## TASK PROMPT
Pick out every line in the data below that holds "PlanWriter".

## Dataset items
---

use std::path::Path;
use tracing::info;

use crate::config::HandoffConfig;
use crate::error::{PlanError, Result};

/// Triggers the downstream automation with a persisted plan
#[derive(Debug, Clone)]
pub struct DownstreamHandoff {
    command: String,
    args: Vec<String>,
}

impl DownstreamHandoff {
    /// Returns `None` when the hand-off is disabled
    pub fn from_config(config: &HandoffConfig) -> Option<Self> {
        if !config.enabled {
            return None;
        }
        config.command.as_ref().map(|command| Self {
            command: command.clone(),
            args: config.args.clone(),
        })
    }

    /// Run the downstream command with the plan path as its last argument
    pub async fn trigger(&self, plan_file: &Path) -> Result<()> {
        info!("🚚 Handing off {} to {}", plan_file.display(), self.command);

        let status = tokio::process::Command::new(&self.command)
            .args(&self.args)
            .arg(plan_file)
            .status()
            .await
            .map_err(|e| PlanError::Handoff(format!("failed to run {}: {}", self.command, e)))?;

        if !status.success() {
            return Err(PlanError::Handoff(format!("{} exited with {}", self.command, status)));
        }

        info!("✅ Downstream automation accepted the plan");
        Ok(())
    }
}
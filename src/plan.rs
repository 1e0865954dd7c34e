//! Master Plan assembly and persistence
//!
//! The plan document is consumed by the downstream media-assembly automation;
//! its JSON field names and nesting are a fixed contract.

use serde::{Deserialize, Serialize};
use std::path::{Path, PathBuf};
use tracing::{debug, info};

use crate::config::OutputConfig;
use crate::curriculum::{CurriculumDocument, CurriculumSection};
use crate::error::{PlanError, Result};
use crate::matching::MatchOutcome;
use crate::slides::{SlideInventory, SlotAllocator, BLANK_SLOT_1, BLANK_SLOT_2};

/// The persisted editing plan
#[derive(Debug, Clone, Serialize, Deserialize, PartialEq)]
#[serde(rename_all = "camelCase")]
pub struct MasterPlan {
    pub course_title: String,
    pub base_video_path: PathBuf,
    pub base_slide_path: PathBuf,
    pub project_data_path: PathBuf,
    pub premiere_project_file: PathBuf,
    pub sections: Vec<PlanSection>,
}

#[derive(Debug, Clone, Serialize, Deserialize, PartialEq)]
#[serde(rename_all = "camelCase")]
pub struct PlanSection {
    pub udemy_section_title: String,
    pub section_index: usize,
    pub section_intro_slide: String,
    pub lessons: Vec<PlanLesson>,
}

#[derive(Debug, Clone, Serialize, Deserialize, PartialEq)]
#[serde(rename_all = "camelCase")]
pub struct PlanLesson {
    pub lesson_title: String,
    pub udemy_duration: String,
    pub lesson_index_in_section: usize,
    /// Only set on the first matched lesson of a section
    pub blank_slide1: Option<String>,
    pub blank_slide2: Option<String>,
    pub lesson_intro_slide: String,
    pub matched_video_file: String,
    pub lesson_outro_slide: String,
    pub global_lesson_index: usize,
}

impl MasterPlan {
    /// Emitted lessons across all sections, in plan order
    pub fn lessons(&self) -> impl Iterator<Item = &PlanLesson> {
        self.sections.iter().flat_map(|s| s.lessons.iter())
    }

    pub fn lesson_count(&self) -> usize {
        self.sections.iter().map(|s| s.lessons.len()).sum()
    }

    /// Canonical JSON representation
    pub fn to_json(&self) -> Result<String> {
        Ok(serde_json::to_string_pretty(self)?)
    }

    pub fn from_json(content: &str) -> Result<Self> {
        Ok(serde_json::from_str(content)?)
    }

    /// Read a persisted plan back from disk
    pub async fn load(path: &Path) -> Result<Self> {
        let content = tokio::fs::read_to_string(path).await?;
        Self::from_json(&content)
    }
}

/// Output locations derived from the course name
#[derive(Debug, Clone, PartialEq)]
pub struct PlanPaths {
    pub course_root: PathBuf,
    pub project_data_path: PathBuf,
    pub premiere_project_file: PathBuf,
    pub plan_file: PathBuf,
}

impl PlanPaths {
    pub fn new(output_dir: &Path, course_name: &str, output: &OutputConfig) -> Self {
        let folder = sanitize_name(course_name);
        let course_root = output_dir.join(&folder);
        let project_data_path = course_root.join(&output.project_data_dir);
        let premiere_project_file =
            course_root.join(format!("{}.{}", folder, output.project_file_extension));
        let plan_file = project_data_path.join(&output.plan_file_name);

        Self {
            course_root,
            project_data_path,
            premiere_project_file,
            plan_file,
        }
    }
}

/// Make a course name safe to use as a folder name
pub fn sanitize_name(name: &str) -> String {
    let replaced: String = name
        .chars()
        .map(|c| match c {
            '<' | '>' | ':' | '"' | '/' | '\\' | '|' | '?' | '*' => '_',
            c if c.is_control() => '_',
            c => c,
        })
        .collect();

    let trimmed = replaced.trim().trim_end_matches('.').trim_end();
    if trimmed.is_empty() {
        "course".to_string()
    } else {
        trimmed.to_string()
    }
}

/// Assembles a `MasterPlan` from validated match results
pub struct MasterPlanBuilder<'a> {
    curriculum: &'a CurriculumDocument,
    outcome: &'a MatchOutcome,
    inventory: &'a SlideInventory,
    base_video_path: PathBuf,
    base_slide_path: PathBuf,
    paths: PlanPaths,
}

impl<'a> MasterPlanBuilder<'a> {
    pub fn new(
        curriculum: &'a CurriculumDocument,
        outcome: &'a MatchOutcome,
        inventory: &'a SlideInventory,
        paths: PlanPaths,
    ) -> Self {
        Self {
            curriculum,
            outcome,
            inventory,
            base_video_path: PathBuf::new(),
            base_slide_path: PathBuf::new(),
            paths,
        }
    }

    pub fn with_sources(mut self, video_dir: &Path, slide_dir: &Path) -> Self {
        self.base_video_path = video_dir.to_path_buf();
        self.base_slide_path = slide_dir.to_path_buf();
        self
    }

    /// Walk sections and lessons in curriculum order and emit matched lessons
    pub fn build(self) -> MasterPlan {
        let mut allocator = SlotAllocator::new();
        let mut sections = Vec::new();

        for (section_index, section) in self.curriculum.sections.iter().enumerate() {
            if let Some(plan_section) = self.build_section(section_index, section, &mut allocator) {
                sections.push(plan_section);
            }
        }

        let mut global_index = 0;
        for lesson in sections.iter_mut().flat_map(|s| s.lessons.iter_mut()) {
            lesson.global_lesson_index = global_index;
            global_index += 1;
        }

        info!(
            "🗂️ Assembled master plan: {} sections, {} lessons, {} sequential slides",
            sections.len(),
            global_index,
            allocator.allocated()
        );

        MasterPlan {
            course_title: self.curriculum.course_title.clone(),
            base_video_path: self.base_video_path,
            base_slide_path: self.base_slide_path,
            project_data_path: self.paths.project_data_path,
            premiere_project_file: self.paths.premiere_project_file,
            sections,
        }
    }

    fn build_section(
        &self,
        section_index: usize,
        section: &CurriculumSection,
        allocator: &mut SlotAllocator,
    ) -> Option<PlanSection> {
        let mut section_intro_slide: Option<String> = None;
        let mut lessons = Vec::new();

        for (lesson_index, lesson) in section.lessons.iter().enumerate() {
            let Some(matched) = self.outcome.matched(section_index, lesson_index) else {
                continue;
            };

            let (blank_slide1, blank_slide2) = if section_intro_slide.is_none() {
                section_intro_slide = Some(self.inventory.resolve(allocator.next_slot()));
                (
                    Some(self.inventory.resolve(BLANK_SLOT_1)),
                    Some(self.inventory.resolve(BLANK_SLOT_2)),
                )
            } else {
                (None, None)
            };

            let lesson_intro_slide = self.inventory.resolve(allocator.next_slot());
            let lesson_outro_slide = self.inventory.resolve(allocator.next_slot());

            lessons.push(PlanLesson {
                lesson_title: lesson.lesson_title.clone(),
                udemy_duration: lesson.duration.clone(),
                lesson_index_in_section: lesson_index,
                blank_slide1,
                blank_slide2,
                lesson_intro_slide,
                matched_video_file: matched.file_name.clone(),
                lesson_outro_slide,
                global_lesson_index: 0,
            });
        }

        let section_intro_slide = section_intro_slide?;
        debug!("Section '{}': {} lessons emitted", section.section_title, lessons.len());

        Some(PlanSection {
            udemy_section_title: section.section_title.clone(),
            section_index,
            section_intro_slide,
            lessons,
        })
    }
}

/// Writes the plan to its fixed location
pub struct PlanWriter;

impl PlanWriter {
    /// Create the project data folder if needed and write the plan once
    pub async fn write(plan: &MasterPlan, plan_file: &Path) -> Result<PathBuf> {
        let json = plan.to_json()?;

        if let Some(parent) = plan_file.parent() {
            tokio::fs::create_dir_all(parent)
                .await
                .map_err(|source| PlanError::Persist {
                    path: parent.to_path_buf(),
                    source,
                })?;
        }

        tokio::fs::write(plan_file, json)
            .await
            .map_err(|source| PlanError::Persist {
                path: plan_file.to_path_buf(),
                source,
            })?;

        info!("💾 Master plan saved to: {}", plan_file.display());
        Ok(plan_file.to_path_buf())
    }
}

---

## YOUR RESPONSE
pub struct PlanWriter;
impl PlanWriter {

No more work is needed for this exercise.